Clustering solutions help to address availability needs by aiding deployment of redundant servers that fail-over in real-time.

There is a cost to redundancy though, and often a high one. While at it, be prepared to spend a few hundred thousand dollars on software licenses if you use commercial J2EE app servers and RDBMS that are priced on per CPU basis. Now, as an architect you need to fight another battle – that of justifying deployment and ownership costs.

Sharing infrastructure between applications helps to ease this burden. Is it not nice if three applications can be “co-located/co-deployed” on the same set of boxes and thereby only incur one-third the cost that would have been the case otherwise?

The rest of this post is about recommendations, challenges and potential pitfalls in creating and using a shared infrastructure.

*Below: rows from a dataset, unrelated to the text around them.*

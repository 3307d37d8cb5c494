//! Console output pane rendering
//!
//! Each output line carries the source line of the statement that printed it,
//! shown dimmed in a left gutter.

use super::{border_style, clamp_scroll};
use crate::console::OutputLine;
use crate::ui::theme::DEFAULT_THEME;
use ratatui::{
    layout::Rect,
    style::Style,
    text::{Line, Span},
    widgets::{Block, Borders, List, ListItem, Padding, Paragraph},
    Frame,
};

/// Render the captured output of the last run
pub fn render_terminal_pane(
    frame: &mut Frame,
    area: Rect,
    output: &[OutputLine],
    is_focused: bool,
    scroll_offset: &mut usize,
) {
    let block = Block::default()
        .title(" Console Output ")
        .borders(Borders::ALL)
        .border_style(border_style(is_focused));

    if output.is_empty() {
        let paragraph = Paragraph::new("(no output)")
            .block(block)
            .style(Style::default().fg(DEFAULT_THEME.comment));
        frame.render_widget(paragraph, area);
        return;
    }

    let block = block.padding(Padding::new(1, 0, 0, 0));
    let visible_height = area.height.saturating_sub(2).max(1) as usize;
    clamp_scroll(scroll_offset, output.len(), visible_height);

    let items: Vec<ListItem> = output
        .iter()
        .skip(*scroll_offset)
        .take(visible_height)
        .map(|out| {
            ListItem::new(Line::from(vec![
                Span::styled(
                    format!("L{:<4}", out.line),
                    Style::default().fg(DEFAULT_THEME.comment),
                ),
                Span::styled(out.text.as_str(), Style::default().fg(DEFAULT_THEME.fg)),
            ]))
        })
        .collect();

    frame.render_widget(List::new(items).block(block), area);
}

I have chosen the term shared “infrastructure” instead of shared hardware intentionally. It is because co-deploying applications often needs more than just computing boxes. It requires a holistic view of your applications – from development to final deployment.


  • Firstly have a broad technology blueprint that applies to all your applications. Decisions here include technology stack – Operating System, RDBMS vendor & version, Application server, tiering of applications, hardware configuration – scale up vs. scale out.
  • Consider a common boiler-plate structure for your code repository. The structure is prescriptive on what goes where(Html,images, JSP, EJB, DAO, SQL Scripts, deployment descriptors) but does not dictate package hierarchy say.
  • Create a unified build and release process. This includes build scripts, final packaged binaries(exe, rpm, so files) and the supporting artifacts that enable the release & continuous integration.
  • Identify and build/buy/wrap common services & components across the applications. They may be across the various tiers – data access, security, scheduling, pagination, internationalization.
  • Establish clear guidelines on resource usage and communicate to all project teams. Indicative ones can be on : connection usage & release, JVM heap – stateful vs. stateless behavior, synchronous vs. asynchronous modes, Transaction demarcation in applications and with common components/services.
  • Design the tiers and common components/services in such a way that they may be remotely deployed. Can help to isolate heavy use components and move them to dedicated servers – batch jobs run by the scheduling component for e.g


The challenges arise largely around the recommendations themselves.

  • Governance – ensuring the guidelines are adhered to. Peer reviews work great here.
  • Uptime of the infrastructure – a downtime can affect not just one but all of the applications.
  • Monitoring and administration process, tools – Monitor the infrastructure for signs of distress – over use of CPU, memory, resource pools.
  • Personnel skills and training – The overall infrastructure in a shared setup is mostly more sophisticated than that of one dedicated to a single application, at least initially when setup. Specialized skills around clustering solutions – OS onwards, shared data storage(NAS, SAN), physical security would require good in-house skills or the services of consultants.
  • Smooth roll-out and compartmentalized releases that have minimum downtime of the shared infrastructure. For e.g, the ability to turn off individual silos, deploy the release and bring them back on.

Potential Pitfalls:

  • Rogue applications : All applications that reside and benefit from the shared MUST adhere to the established guidelines for development. Non compliance affects all.
  • Overloading : Every infrastructure has its limits. The application portfolio cannot simply grow. Application sizing must be done and the infrastructure augmented if required.
  • Trouble shooting : Application logs, databases, concurrency, tool mix e.t.c tends to grow with co-deployment. Issues arise out of sheer size. This can be suitably mitigated by : log analysis tools, partitioning, tool standardization and avoiding shared data between threads.

Of course it may appear less painful to have dedicated infrastructure. It is not true because you end up addressing most of the above anyway, though maybe on a smaller scale 🙂